Cayley is mainly remembered for his pioneering studies and experiments with flying machines, including the working, piloted glider that he designed and built. He wrote a landmark three-part treatise titled "On Aerial Navigation" (1809–1810), which was published in Nicholson's Journal of Natural Philosophy, Chemistry and the Arts. The 2007 discovery of sketches in Cayley's school notebooks (held in the archive of the Royal Aeronautical Society Library) revealed that even at school Cayley was developing his ideas on the theories of flight. It has been claimed that these images indicate that Cayley identified the principle of a lift-generating inclined plane as early as 1792. To measure the drag on objects at different speeds and angles of attack, he later built a "whirling-arm apparatus", a development of earlier work in ballistics and air resistance. He also experimented with rotating wing sections of various forms in the stairwells at Brompton Hall.

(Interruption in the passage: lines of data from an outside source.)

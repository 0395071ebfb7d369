use std::collections::{HashMap, HashSet};
use std::sync::Arc;

use bytes::Bytes;
use ethereum_types::{Address, H256, U256};
use ethrun_core::types::Log;

use crate::account::{Account, AccountInfo, StorageSlot};
use crate::db::Database;
use crate::errors::{InternalError, VMError};

/// One undoable state mutation. Reads never journal; cache fills from the
/// backing database are not mutations.
#[derive(Debug, Clone)]
enum JournalEntry {
    InfoUpdate {
        address: Address,
        previous: AccountInfo,
    },
    StorageUpdate {
        address: Address,
        key: H256,
        previous: Option<StorageSlot>,
    },
    AccountReplaced {
        address: Address,
        previous: Option<Account>,
    },
    LogAppended,
    RefundSet {
        previous: u64,
    },
    AddressWarmed {
        address: Address,
    },
    SlotWarmed {
        address: Address,
        key: H256,
    },
    SelfdestructMarked {
        address: Address,
    },
    AccountCreated {
        address: Address,
    },
}

/// Journaled view of the world state owned by one EVM call stack.
///
/// All mutations push an undo entry; [`checkpoint`](Self::checkpoint) marks a
/// frame boundary, [`commit`](Self::commit) merges the entries into the
/// parent frame and [`revert`](Self::revert) undoes them in LIFO order.
/// Warm sets, refunds, logs and the EIP-6780 bookkeeping are scoped to one
/// transaction and cleared by [`finish_transaction`](Self::finish_transaction).
pub struct JournaledState {
    db: Arc<dyn Database>,
    accounts: HashMap<Address, Account>,
    entries: Vec<JournalEntry>,
    checkpoints: Vec<usize>,
    warm_addresses: HashSet<Address>,
    warm_slots: HashSet<(Address, H256)>,
    refund: u64,
    logs: Vec<Log>,
    selfdestructs: HashSet<Address>,
    created: HashSet<Address>,
}
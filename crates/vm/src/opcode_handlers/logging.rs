use bytes::Bytes;
use ethereum_types::H256;
use ethrun_core::types::Log;

use crate::call_frame::CallFrame;
use crate::errors::{OpcodeSuccess, VMError};
use crate::gas_cost;
use crate::opcodes::Opcode;
use crate::vm::VM;

// Logging Operations (5)
// Opcodes: LOG0 ... LOG4

impl VM {
    pub fn op_log(&mut self, current_call_frame: &mut CallFrame) -> Result<OpcodeSuccess, VMError> {
        if current_call_frame.is_static {
            return Err(VMError::OpcodeNotAllowedInStaticContext);
        }

        let topic_count = current_call_frame.current_opcode() - Opcode::LOG0 as u8;
        let offset = current_call_frame.stack.pop_usize()?;
        let size = current_call_frame.stack.pop_usize()?;

        let mut topics = Vec::with_capacity(topic_count as usize);
        for _ in 0..topic_count {
            let topic = current_call_frame.stack.pop()?;
            let mut bytes = [0u8; 32];
            topic.to_big_endian(&mut bytes);
            topics.push(H256::from(bytes));
        }

        let memory_expansion = current_call_frame.memory.access_cost(offset, size)?;
        let gas = gas_cost::log(memory_expansion, topic_count as u64, size)?;
        self.increase_consumed_gas(current_call_frame, gas)?;

        let data = current_call_frame.memory.load_range(offset, size)?;
        self.state.add_log(Log {
            address: current_call_frame.to,
            topics,
            data: Bytes::from(data),
        });
        Ok(OpcodeSuccess::Continue)
    }
}
pub const ECRECOVER_COST: u64 = 3000;
pub const SHA2_256_STATIC_COST: u64 = 60;
pub const SHA2_256_WORD_COST: u64 = 12;
pub const RIPEMD_160_STATIC_COST: u64 = 600;
pub const RIPEMD_160_WORD_COST: u64 = 120;
pub const IDENTITY_STATIC_COST: u64 = 15;
pub const IDENTITY_WORD_COST: u64 = 3;
pub const MODEXP_MIN_COST: u64 = 200;
pub const BLAKE2F_ROUND_COST: u64 = 1;
pub const POINT_EVALUATION_COST: u64 = 50_000;

/// How a table entry becomes available.
#[derive(Debug, Clone, Copy, PartialEq, Eq)]
pub enum Availability {
    FromFork(Fork),
    Eip(u64),
}

impl Availability {
    pub fn is_active(&self, config: &EvmConfig) -> bool {
        match self {
            Availability::FromFork(fork) => config.gte(*fork),
            Availability::Eip(eip) => config.is_activated(*eip),
        }
    }
}

pub type PrecompileFn = fn(&Bytes, u64, &mut u64, &EvmConfig) -> Result<Bytes, VMError>;

const BUILTIN_TABLE: &[(H160, Availability, PrecompileFn)] = &[
    (ECRECOVER_ADDRESS, Availability::FromFork(Fork::Frontier), ecrecover),
    (SHA2_256_ADDRESS, Availability::FromFork(Fork::Frontier), sha2_256),
    (RIPEMD_160_ADDRESS, Availability::FromFork(Fork::Frontier), ripemd_160),
    (IDENTITY_ADDRESS, Availability::FromFork(Fork::Frontier), identity),
    (MODEXP_ADDRESS, Availability::FromFork(Fork::Byzantium), modexp),
    (BN254_ADD_ADDRESS, Availability::FromFork(Fork::Byzantium), bn254_add),
    (BN254_MUL_ADDRESS, Availability::FromFork(Fork::Byzantium), bn254_mul),
    (BN254_PAIRING_ADDRESS, Availability::FromFork(Fork::Byzantium), bn254_pairing),
    (BLAKE2F_ADDRESS, Availability::FromFork(Fork::Istanbul), blake2f),
    (POINT_EVALUATION_ADDRESS, Availability::Eip(4844), point_evaluation),
    (bls::G1_ADD_ADDRESS, Availability::Eip(2537), bls::g1_add),
    (bls::G1_MUL_ADDRESS, Availability::Eip(2537), bls::g1_mul),
    (bls::G1_MSM_ADDRESS, Availability::Eip(2537), bls::g1_msm),
    (bls::G2_ADD_ADDRESS, Availability::Eip(2537), bls::g2_add),
    (bls::G2_MUL_ADDRESS, Availability::Eip(2537), bls::g2_mul),
    (bls::G2_MSM_ADDRESS, Availability::Eip(2537), bls::g2_msm),
    (bls::PAIRING_ADDRESS, Availability::Eip(2537), bls::pairing),
    (bls::MAP_FP_TO_G1_ADDRESS, Availability::Eip(2537), bls::map_fp_to_g1),
    (bls::MAP_FP2_TO_G2_ADDRESS, Availability::Eip(2537), bls::map_fp2_to_g2),
];

/// The precompiles active under one config, plus custom entries.
#[derive(Clone)]
pub struct PrecompileSet {
    active: HashMap<Address, PrecompileFn>,
}

impl PrecompileSet {
    pub fn new(config: &EvmConfig) -> Self {
        let active = BUILTIN_TABLE
            .iter()
            .filter(|(_, availability, _)| availability.is_active(config))
            .map(|(address, _, function)| (*address, *function))
            .collect();
        Self { active }
    }

    pub fn is_precompile(&self, address: Address) -> bool {
        self.active.contains_key(&address)
    }

    pub fn addresses(&self) -> Vec<Address> {
        self.active.keys().copied().collect()
    }

    /// Installs a custom precompile, shadowing any built-in at the address.
    pub fn with_custom(mut self, address: Address, function: PrecompileFn) -> Self {
        self.active.insert(address, function);
        self
    }

    /// Removes the entry at the address.
    pub fn without(mut self, address: Address) -> Self {
        self.active.remove(&address);
        self
    }

    pub fn execute(
        &self,
        address: Address,
        calldata: &Bytes,
        gas_limit: u64,
        consumed_gas: &mut u64,
        env: &Environment,
    ) -> Result<Bytes, VMError> {
        let function = self
            .active
            .get(&address)
            .ok_or(VMError::Internal(InternalError::Custom(
                "not a precompile address".to_string(),
            )))?;
        function(calldata, gas_limit, consumed_gas, &env.config)
    }
}

/// Charges the precompile cost against the call allowance.
pub fn increase_precompile_consumed_gas(
    gas_for_call: u64,
    gas_cost: u64,
    consumed_gas: &mut u64,
) -> Result<(), VMError> {
    let next = consumed_gas
        .checked_add(gas_cost)
        .ok_or(PrecompileError::GasConsumedOverflow)?;
    if next > gas_for_call {
        return Err(VMError::Precompile(PrecompileError::NotEnoughGas));
    }
    *consumed_gas = next;
    Ok(())
}

/// Input shorter than expected reads as zero-filled; longer input is
/// truncated.
fn fill_with_zeros(calldata: &Bytes, target_len: usize) -> Vec<u8> {
    let mut padded = calldata.to_vec();
    padded.resize(target_len.max(calldata.len()), 0);
    padded
}

fn word_count(len: usize) -> u64 {
    (len as u64 + 31) / 32
}

fn linear_cost(static_cost: u64, word_cost: u64, len: usize) -> Result<u64, VMError> {
    word_cost
        .checked_mul(word_count(len))
        .and_then(|words| words.checked_add(static_cost))
        .ok_or(VMError::OutOfGas(OutOfGasError::GasCostOverflow))
}
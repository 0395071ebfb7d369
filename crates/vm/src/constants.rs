pub const WORD_SIZE: usize = 32;

pub const STACK_LIMIT: usize = 1024;
pub const CALL_DEPTH_LIMIT: usize = 1024;

pub const MEMORY_EXPANSION_QUOTIENT: u64 = 512;

/// Base cost of every transaction.
pub const TX_BASE_COST: u64 = 21_000;

/// Cost per zero byte of transaction data.
pub const TX_DATA_ZERO_COST: u64 = 4;

/// EIP-170 deployed-code cap and the EIP-3860 initcode cap derived from it.
pub const MAX_CODE_SIZE: usize = 0x6000;
pub const MAX_INITCODE_SIZE: usize = 2 * MAX_CODE_SIZE;

pub const INIT_CODE_WORD_COST: u64 = 2;
pub const CODE_DEPOSIT_COST: u64 = 200;
pub const CREATE_BASE_COST: u64 = 32_000;

/// Deployed code may not start with this byte (EIP-3541) unless it is a
/// valid EOF container (EIP-3540).
pub const EOF_PREFIX: u8 = 0xef;
pub const EOF_MAGIC: [u8; 2] = [0xef, 0x00];
pub const EOF_VERSION_1: u8 = 0x01;

/// BLOCKHASH reaches at most this many blocks back.
pub const LAST_AVAILABLE_BLOCK_LIMIT: u64 = 256;

pub const GAS_PER_BLOB: u64 = 131_072;
pub const MAX_BLOB_COUNT: usize = 6;
pub const VERSIONED_HASH_VERSION_KZG: u8 = 0x01;
pub const MIN_BASE_FEE_PER_BLOB_GAS: u64 = 1;
pub const BLOB_BASE_FEE_UPDATE_FRACTION: u64 = 3_338_477;
use crate::call_frame::CallFrame;
use crate::errors::{OpcodeSuccess, VMError};
use crate::gas_cost;
use crate::opcodes::Opcode;
use crate::vm::VM;

// Exchange Operations (16)
// Opcodes: SWAP1 ... SWAP16

impl VM {
    pub fn op_swap(&mut self, current_call_frame: &mut CallFrame) -> Result<OpcodeSuccess, VMError> {
        self.increase_consumed_gas(current_call_frame, gas_cost::SWAPN)?;
        let depth = (current_call_frame.current_opcode() - Opcode::SWAP1 as u8) as usize + 1;
        current_call_frame.stack.swap(depth)?;
        Ok(OpcodeSuccess::Continue)
    }
}
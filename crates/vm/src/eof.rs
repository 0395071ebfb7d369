//! EOF v1 container validation (EIP-3540) and code validation (EIP-3670),
//! applied to deployed code when the respective EIPs are active.

use crate::constants::{EOF_MAGIC, EOF_VERSION_1};
use crate::environment::EvmConfig;
use crate::errors::EofError;
use crate::opcodes::{Opcode, OpcodeTable};

const SECTION_TERMINATOR: u8 = 0x00;
const SECTION_KIND_CODE: u8 = 0x01;
const SECTION_KIND_DATA: u8 = 0x02;

#[derive(Debug, PartialEq, Eq)]
pub struct EofContainer<'a> {
    pub code: &'a [u8],
    pub data: &'a [u8],
}

/// Parses an EOF v1 container:
/// `0xEF 0x00 0x01 (kind: u8, size: u16be)* 0x00 <sections>` with exactly one
/// code section and at most one data section, in that order.
pub fn parse_eof_v1(container: &[u8]) -> Result<EofContainer<'_>, EofError> {
    if container.len() < 2 || container[..2] != EOF_MAGIC {
        return Err(EofError::InvalidMagic);
    }
    if container.get(2) != Some(&EOF_VERSION_1) {
        return Err(EofError::InvalidVersion);
    }

    let mut cursor = 3usize;
    let mut code_size: Option<usize> = None;
    let mut data_size: Option<usize> = None;

    loop {
        let kind = *container
            .get(cursor)
            .ok_or(EofError::InvalidSectionHeaders)?;
        cursor += 1;
        match kind {
            SECTION_TERMINATOR => break,
            SECTION_KIND_CODE if code_size.is_none() && data_size.is_none() => {
                let size = read_u16(container, cursor)?;
                if size == 0 {
                    return Err(EofError::InvalidSectionHeaders);
                }
                code_size = Some(size);
                cursor += 2;
            }
            SECTION_KIND_DATA if code_size.is_some() && data_size.is_none() => {
                let size = read_u16(container, cursor)?;
                if size == 0 {
                    return Err(EofError::InvalidSectionHeaders);
                }
                data_size = Some(size);
                cursor += 2;
            }
            _ => return Err(EofError::InvalidSectionHeaders),
        }
    }

    let code_size = code_size.ok_or(EofError::InvalidSectionHeaders)?;
    let data_size = data_size.unwrap_or(0);

    let body = container
        .get(cursor..)
        .ok_or(EofError::InvalidContainerSize)?;
    if body.len() != code_size + data_size {
        return Err(EofError::InvalidContainerSize);
    }

    Ok(EofContainer {
        code: &body[..code_size],
        data: &body[code_size..],
    })
}

/// EIP-3670: every instruction in the code section must be defined under the
/// current config, and the section may not end inside a push payload.
pub fn validate_code(code: &[u8], table: &OpcodeTable) -> Result<(), EofError> {
    let mut pc = 0usize;
    while pc < code.len() {
        let opcode = code[pc];
        if !table.is_defined(opcode) {
            return Err(EofError::UndefinedInstruction(opcode));
        }
        if (Opcode::PUSH1 as u8..=Opcode::PUSH32 as u8).contains(&opcode) {
            let push_len = (opcode - Opcode::PUSH1 as u8) as usize + 1;
            pc += push_len;
        }
        pc += 1;
    }
    if pc != code.len() {
        return Err(EofError::TruncatedPush);
    }
    Ok(())
}

/// Full deployed-code check under EIP-3540 + EIP-3670.
pub fn validate_eof(container: &[u8], config: &EvmConfig) -> Result<(), EofError> {
    let parsed = parse_eof_v1(container)?;
    if config.is_activated(3670) {
        validate_code(parsed.code, &OpcodeTable::new(config))?;
    }
    Ok(())
}

fn read_u16(container: &[u8], cursor: usize) -> Result<usize, EofError> {
    let bytes = container
        .get(cursor..cursor + 2)
        .ok_or(EofError::InvalidSectionHeaders)?;
    Ok(u16::from_be_bytes([bytes[0], bytes[1]]) as usize)
}

#[cfg(test)]
mod tests {
    use super::*;
    use ethrun_core::types::Fork;

    fn container(code: &[u8], data: &[u8]) -> Vec<u8> {
        let mut out = vec![0xef, 0x00, 0x01];
        out.extend_from_slice(&[0x01]);
        out.extend_from_slice(&(code.len() as u16).to_be_bytes());
        if !data.is_empty() {
            out.extend_from_slice(&[0x02]);
            out.extend_from_slice(&(data.len() as u16).to_be_bytes());
        }
        out.push(0x00);
        out.extend_from_slice(code);
        out.extend_from_slice(data);
        out
    }

    fn shanghai_config() -> EvmConfig {
        let mut spec = ethrun_core::chain_spec::ChainSpec::custom(1, Fork::Shanghai);
        spec.set_eips(vec![3540, 3670]).unwrap();
        EvmConfig::new(&spec)
    }

    #[test]
    fn valid_container_roundtrip() {
        // PUSH1 0x00 STOP, one data byte.
        let encoded = container(&[0x60, 0x00, 0x00], &[0xaa]);
        let parsed = parse_eof_v1(&encoded).unwrap();
        assert_eq!(parsed.code, &[0x60, 0x00, 0x00]);
        assert_eq!(parsed.data, &[0xaa]);
        assert!(validate_eof(&encoded, &shanghai_config()).is_ok());
    }

    #[test]
    fn bad_magic_and_version() {
        assert_eq!(parse_eof_v1(&[0xef, 0x01, 0x01]), Err(EofError::InvalidMagic));
        assert_eq!(
            parse_eof_v1(&[0xef, 0x00, 0x02]),
            Err(EofError::InvalidVersion)
        );
    }

    #[test]
    fn section_size_mismatch() {
        let mut encoded = container(&[0x00], &[]);
        encoded.push(0xff); // trailing garbage
        assert_eq!(parse_eof_v1(&encoded), Err(EofError::InvalidContainerSize));
    }

    #[test]
    fn undefined_opcode_rejected() {
        // 0x0c is unassigned.
        let encoded = container(&[0x0c], &[]);
        assert_eq!(
            validate_eof(&encoded, &shanghai_config()),
            Err(EofError::UndefinedInstruction(0x0c))
        );
    }

    #[test]
    fn truncated_push_rejected() {
        // PUSH2 with only one payload byte.
        let encoded = container(&[0x61, 0x01], &[]);
        assert_eq!(
            validate_eof(&encoded, &shanghai_config()),
            Err(EofError::TruncatedPush)
        );
    }

    #[test]
    fn data_before_code_rejected() {
        let encoded = vec![0xef, 0x00, 0x01, 0x02, 0x00, 0x01, 0x00, 0xaa];
        assert_eq!(
            parse_eof_v1(&encoded),
            Err(EofError::InvalidSectionHeaders)
        );
    }
}
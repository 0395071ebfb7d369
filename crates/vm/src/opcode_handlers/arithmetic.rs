use ethereum_types::{U256, U512};

use crate::call_frame::CallFrame;
use crate::errors::{OpcodeSuccess, VMError};
use crate::gas_cost;
use crate::vm::VM;

// Stop and Arithmetic Operations (11)
// Opcodes: ADD, MUL, SUB, DIV, SDIV, MOD, SMOD, ADDMOD, MULMOD, EXP, SIGNEXTEND

impl VM {
    pub fn op_add(&mut self, current_call_frame: &mut CallFrame) -> Result<OpcodeSuccess, VMError> {
        self.increase_consumed_gas(current_call_frame, gas_cost::ADD)?;
        let augend = current_call_frame.stack.pop()?;
        let addend = current_call_frame.stack.pop()?;
        current_call_frame
            .stack
            .push(augend.overflowing_add(addend).0)?;
        Ok(OpcodeSuccess::Continue)
    }

    pub fn op_mul(&mut self, current_call_frame: &mut CallFrame) -> Result<OpcodeSuccess, VMError> {
        self.increase_consumed_gas(current_call_frame, gas_cost::MUL)?;
        let multiplicand = current_call_frame.stack.pop()?;
        let multiplier = current_call_frame.stack.pop()?;
        current_call_frame
            .stack
            .push(multiplicand.overflowing_mul(multiplier).0)?;
        Ok(OpcodeSuccess::Continue)
    }

    pub fn op_sub(&mut self, current_call_frame: &mut CallFrame) -> Result<OpcodeSuccess, VMError> {
        self.increase_consumed_gas(current_call_frame, gas_cost::SUB)?;
        let minuend = current_call_frame.stack.pop()?;
        let subtrahend = current_call_frame.stack.pop()?;
        current_call_frame
            .stack
            .push(minuend.overflowing_sub(subtrahend).0)?;
        Ok(OpcodeSuccess::Continue)
    }

    pub fn op_div(&mut self, current_call_frame: &mut CallFrame) -> Result<OpcodeSuccess, VMError> {
        self.increase_consumed_gas(current_call_frame, gas_cost::DIV)?;
        let dividend = current_call_frame.stack.pop()?;
        let divisor = current_call_frame.stack.pop()?;
        let quotient = if divisor.is_zero() {
            U256::zero()
        } else {
            dividend / divisor
        };
        current_call_frame.stack.push(quotient)?;
        Ok(OpcodeSuccess::Continue)
    }

    pub fn op_sdiv(&mut self, current_call_frame: &mut CallFrame) -> Result<OpcodeSuccess, VMError> {
        self.increase_consumed_gas(current_call_frame, gas_cost::SDIV)?;
        let dividend = current_call_frame.stack.pop()?;
        let divisor = current_call_frame.stack.pop()?;
        if divisor.is_zero() {
            current_call_frame.stack.push(U256::zero())?;
            return Ok(OpcodeSuccess::Continue);
        }

        let (dividend_abs, dividend_negative) = twos_complement_abs(dividend);
        let (divisor_abs, divisor_negative) = twos_complement_abs(divisor);
        let quotient_abs = dividend_abs / divisor_abs;
        let quotient = if dividend_negative ^ divisor_negative {
            negate(quotient_abs)
        } else {
            quotient_abs
        };

        current_call_frame.stack.push(quotient)?;
        Ok(OpcodeSuccess::Continue)
    }

    pub fn op_mod(&mut self, current_call_frame: &mut CallFrame) -> Result<OpcodeSuccess, VMError> {
        self.increase_consumed_gas(current_call_frame, gas_cost::MOD)?;
        let dividend = current_call_frame.stack.pop()?;
        let divisor = current_call_frame.stack.pop()?;
        let remainder = if divisor.is_zero() {
            U256::zero()
        } else {
            dividend % divisor
        };
        current_call_frame.stack.push(remainder)?;
        Ok(OpcodeSuccess::Continue)
    }

    pub fn op_smod(&mut self, current_call_frame: &mut CallFrame) -> Result<OpcodeSuccess, VMError> {
        self.increase_consumed_gas(current_call_frame, gas_cost::SMOD)?;
        let dividend = current_call_frame.stack.pop()?;
        let divisor = current_call_frame.stack.pop()?;
        if divisor.is_zero() {
            current_call_frame.stack.push(U256::zero())?;
            return Ok(OpcodeSuccess::Continue);
        }

        // The result takes the sign of the dividend.
        let (dividend_abs, dividend_negative) = twos_complement_abs(dividend);
        let (divisor_abs, _) = twos_complement_abs(divisor);
        let remainder_abs = dividend_abs % divisor_abs;
        let remainder = if dividend_negative {
            negate(remainder_abs)
        } else {
            remainder_abs
        };

        current_call_frame.stack.push(remainder)?;
        Ok(OpcodeSuccess::Continue)
    }

    pub fn op_addmod(&mut self, current_call_frame: &mut CallFrame) -> Result<OpcodeSuccess, VMError> {
        self.increase_consumed_gas(current_call_frame, gas_cost::ADDMOD)?;
        let augend: U512 = current_call_frame.stack.pop()?.into();
        let addend: U512 = current_call_frame.stack.pop()?.into();
        let modulus: U512 = current_call_frame.stack.pop()?.into();
        let result = if modulus.is_zero() {
            U256::zero()
        } else {
            u512_to_u256((augend + addend) % modulus)
        };
        current_call_frame.stack.push(result)?;
        Ok(OpcodeSuccess::Continue)
    }

    pub fn op_mulmod(&mut self, current_call_frame: &mut CallFrame) -> Result<OpcodeSuccess, VMError> {
        self.increase_consumed_gas(current_call_frame, gas_cost::MULMOD)?;
        let multiplicand: U512 = current_call_frame.stack.pop()?.into();
        let multiplier: U512 = current_call_frame.stack.pop()?.into();
        let modulus: U512 = current_call_frame.stack.pop()?.into();
        let result = if modulus.is_zero() {
            U256::zero()
        } else {
            u512_to_u256((multiplicand * multiplier) % modulus)
        };
        current_call_frame.stack.push(result)?;
        Ok(OpcodeSuccess::Continue)
    }

    pub fn op_exp(&mut self, current_call_frame: &mut CallFrame) -> Result<OpcodeSuccess, VMError> {
        let base = current_call_frame.stack.pop()?;
        let exponent = current_call_frame.stack.pop()?;
        let gas = gas_cost::exp(exponent, &self.env.config)?;
        self.increase_consumed_gas(current_call_frame, gas)?;

        current_call_frame
            .stack
            .push(base.overflowing_pow(exponent).0)?;
        Ok(OpcodeSuccess::Continue)
    }

    pub fn op_signextend(&mut self, current_call_frame: &mut CallFrame) -> Result<OpcodeSuccess, VMError> {
        self.increase_consumed_gas(current_call_frame, gas_cost::SIGNEXTEND)?;
        let byte_index = current_call_frame.stack.pop()?;
        let value = current_call_frame.stack.pop()?;

        if byte_index >= U256::from(31) {
            current_call_frame.stack.push(value)?;
            return Ok(OpcodeSuccess::Continue);
        }

        let bit_index = 8 * byte_index.low_u64() as usize + 7;
        let mask = (U256::one() << bit_index) - 1;
        let result = if value.bit(bit_index) {
            value | !mask
        } else {
            value & mask
        };
        current_call_frame.stack.push(result)?;
        Ok(OpcodeSuccess::Continue)
    }
}

/// Magnitude and sign of a two's-complement word.
pub(crate) fn twos_complement_abs(value: U256) -> (U256, bool) {
    let negative = value.bit(255);
    if negative {
        (negate(value), true)
    } else {
        (value, false)
    }
}

pub(crate) fn negate(value: U256) -> U256 {
    (!value).overflowing_add(U256::one()).0
}

fn u512_to_u256(value: U512) -> U256 {
    let mut bytes = [0u8; 64];
    value.to_big_endian(&mut bytes);
    U256::from_big_endian(&bytes[32..])
}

"About 100 years ago, an Englishman, Sir George Cayley, carried the science of flight to a point which it had never reached before and which it scarcely reached again during the last century."
— — Wilbur Wright, 1909.

These scientific experiments led him to develop an efficient cambered airfoil and to identify the four vector forces that influence an aircraft: thrust, lift, drag and weight. He discovered the importance of the dihedral angle for lateral stability in flight, and deliberately set the centre of gravity of many of his models well below the wings for this reason; these principles influenced the development of hang gliders. As a result of his investigations into many other theoretical aspects of flight, many now acknowledge him as the first aeronautical engineer. His emphasis on lightness led him to invent a new method of constructing lightweight wheels which is in common use today. For his landing wheels, he shifted the spoke's forces from compression to tension by making them from tightly-stretched string, in effect "reinventing the wheel". Wire soon replaced the string in practical applications and over time the wire wheel came into common use on bicycles, cars, aeroplanes and many other vehicles.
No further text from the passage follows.